Yes. Some women may have their fibroids (benign growths on the uterus) excised laparoscopically. This procedure is limited to fibroids that are on the outside of the uterus (Pedunculated) or just under the uterine wall (subserosal). Fibroids that are buried deep in the uterus cannot be removed with this approach. The fibroids are then morcellated (ground) and removed through the small incisions. Occasionally, with resection of a fibroid, the uterine cavity may be entered and suturing is required. This usually can be performed using special laparoscopic instruments but infrequently a small ("mini") pfannensteil ("bikini") incision is made to repair the uterus. Rarely a hysterectomy must be performed because of heavy bleeding or inability to reconstruct the uterus. Sometimes a drug (GnRH agonist) may be used to shrink the fibroid and control bleeding prior to surgery.

Can I have my fibroids removed laparoscopically if they are located inside the uterus (submucosal)?
No. If the fibroids (benign growths on the uterus) are only in the inside of the uterus they cannot be approached laparoscopically. Rather, your physician may recommend a hysteroscopic approach.

If I would like my uterus removed laparoscopically is this always an option?
In most cases the uterus can be safely removed laparoscopically. This is not an option when the uterus is very large (greater then 18 week pregnancy in size). Recovery after laparoscopic hysterectomy is usually quicker than after abdominal hysterectomy. To help you choose the most suitable and safe surgery the doctor will consider all these factors prior to proceeding with a laparoscopic hysterectomy.

Does my cervix have to be removed at the time of my hysterectomy?
No, some women elect to have a subtotal hysterectomy. This simply means that the fundus of the uterus is removed and the cervix is maintained. The uterus is removed with the help of a morcelator (a grinder). This instrument allows the surgeon to remove large uteri through small incisions. Not all women are candidates for a subtotal hysterectomy. A previous history of abnormal pap smears would be a contraindication to this approach. To help you choose the most suitable and safe procedure the doctor will consider all these factors prior to proceeding with a subtotal hysterectomy. All women who undergo a subtotal hysterectomy must still have pap smears performed yearly.

Why would I consider a subtotal hysterectomy rather then a total hysterectomy?
This procedure is often faster, associated with fewer surgical complications and more rapid return to normal activities. There is also some evidence to suggest that there is less disruption of the pelvic floor and, therefore, less pelvic prolapse requiring additional surgery in the future. The cervix may also play a role in female orgasm. Many women request a subtotal hysterectomy in order to retain their cervix for sexual function. It is important to realize, however, that just as many women who have had a total hysterectomy have very normal sexual function.
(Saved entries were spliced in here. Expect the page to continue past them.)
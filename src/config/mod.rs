use anyhow::{Context, Result};
use serde::{Deserialize, Serialize};
use std::path::PathBuf;

#[derive(Debug, Clone, Serialize, Deserialize)]
pub struct Config {
    /// External AI service configuration
    pub service: ServiceConfig,

    /// Application settings
    pub app: AppConfig,
}

#[derive(Debug, Clone, Serialize, Deserialize)]
pub struct ServiceConfig {
    /// Base URL of the OpenAI-compatible API
    pub endpoint: String,

    /// API key; the OPENAI_API_KEY environment variable takes precedence
    pub api_key: String,

    /// Speech-to-text model name
    pub transcription_model: String,

    /// Text-generation model name used for translation
    pub translation_model: String,

    /// Token ceiling per translation completion
    pub max_completion_tokens: u32,

    /// Per-request timeout in seconds
    pub request_timeout_secs: u64,

    /// Retry policy for service calls
    pub retry: RetryConfig,
}

/// Bounded retry with exponential backoff for external service calls.
#[derive(Debug, Clone, Serialize, Deserialize)]
pub struct RetryConfig {
    /// Retries after the first attempt (0 disables retrying)
    pub max_retries: u32,

    /// Base backoff in milliseconds, doubled on each retry
    pub backoff_base_ms: u64,
}

impl Default for RetryConfig {
    fn default() -> Self {
        Self {
            max_retries: 2,
            backoff_base_ms: 1000,
        }
    }
}

impl RetryConfig {
    /// Delay in milliseconds before retry `attempt` (1-based), doubling per
    /// attempt. The shift and the product are both clamped so an oversized
    /// policy saturates instead of overflowing.
    pub fn backoff_delay_ms(&self, attempt: u32) -> u64 {
        let shift = attempt.saturating_sub(1).min(16);
        self.backoff_base_ms.saturating_mul(1u64 << shift)
    }
}

#[derive(Debug, Clone, Serialize, Deserialize)]
pub struct AppConfig {
    /// Root directory for per-run working directories
    pub work_root: Option<PathBuf>,

    /// Concurrency limit for per-language translation fan-out
    pub max_concurrent_translations: usize,

    /// Timeout in seconds for spawned tools (ffmpeg, document converters)
    pub external_tool_timeout_secs: u64,
}

impl Default for Config {
    fn default() -> Self {
        Self {
            service: ServiceConfig {
                endpoint: "https://api.openai.com".to_string(),
                api_key: String::new(),
                transcription_model: "whisper-1".to_string(),
                translation_model: "gpt-4o-mini".to_string(),
                max_completion_tokens: 1000,
                request_timeout_secs: 120,
                retry: RetryConfig::default(),
            },
            app: AppConfig {
                work_root: None,
                max_concurrent_translations: 3,
                external_tool_timeout_secs: 300,
            },
        }
    }
}

impl ServiceConfig {
    /// Effective API key: environment variable over config file.
    pub fn api_key(&self) -> String {
        std::env::var("OPENAI_API_KEY").unwrap_or_else(|_| self.api_key.clone())
    }
}

impl AppConfig {
    /// Effective work root, defaulting to a crate-named directory under the
    /// system temp dir.
    pub fn work_root(&self) -> PathBuf {
        self.work_root
            .clone()
            .unwrap_or_else(|| std::env::temp_dir().join("video-translator"))
    }
}

impl Config {
    /// Load configuration from file or create default
    pub async fn load() -> Result<Self> {
        let config_path = Self::config_path()?;

        if config_path.exists() {
            let content =
                fs_err::read_to_string(&config_path).context("Failed to read config file")?;

            let config: Config =
                serde_yaml::from_str(&content).context("Failed to parse config file")?;

            config.validate()?;
            Ok(config)
        } else {
            let config = Self::default();
            config.save().await?;
            Ok(config)
        }
    }

    /// Save configuration to file
    pub async fn save(&self) -> Result<()> {
        let config_path = Self::config_path()?;

        if let Some(parent) = config_path.parent() {
            fs_err::create_dir_all(parent)?;
        }

        let content = serde_yaml::to_string(self).context("Failed to serialize config")?;

        fs_err::write(&config_path, content).context("Failed to write config file")?;

        Ok(())
    }

    /// Get configuration file path
    fn config_path() -> Result<PathBuf> {
        // First try current directory for easy testing
        let local_config = PathBuf::from("config.yaml");
        if local_config.exists() {
            return Ok(local_config);
        }

        let config_dir = dirs::config_dir().context("Could not determine config directory")?;

        Ok(config_dir.join("video-translator").join("config.yaml"))
    }

    /// Validate configuration
    pub fn validate(&self) -> Result<()> {
        if self.service.endpoint.is_empty() {
            anyhow::bail!("Service endpoint must be configured");
        }

        if self.service.max_completion_tokens == 0 {
            anyhow::bail!("max_completion_tokens must be greater than zero");
        }

        if self.app.max_concurrent_translations == 0 {
            anyhow::bail!("max_concurrent_translations must be greater than zero");
        }

        Ok(())
    }

    /// Display current configuration
    pub fn display(&self) {
        println!("Current Configuration:");
        println!("  Endpoint: {}", self.service.endpoint);
        println!(
            "  Transcription Model: {}",
            self.service.transcription_model
        );
        println!("  Translation Model: {}", self.service.translation_model);
        println!("  Max Tokens: {}", self.service.max_completion_tokens);
        println!("  Work Root: {}", self.app.work_root().display());
        println!(
            "  Concurrent Translations: {}",
            self.app.max_concurrent_translations
        );
    }
}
What are the other alternatives to hysterectomy?
Depending upon your symptoms, there are several different alternatives to hysterectomy. Majority of hysterectomies are performed either doe to abnormal bleeding or fibroids. If you have irregular bleeding and your uterus is not to big, endometrial ablation (destruction of the endometrial lining) can be viable option to hysterectomy (look up section under hysteroscopy). If you have fibroids, a myomectomy (removal of fibroids) may be viable treatment for you. If you have large uterine fibroid, uterine artery embolization may be an alternative to hysterectomy. You should discuss all those issues with your Gynecologist before you decide to have the hysterectomy.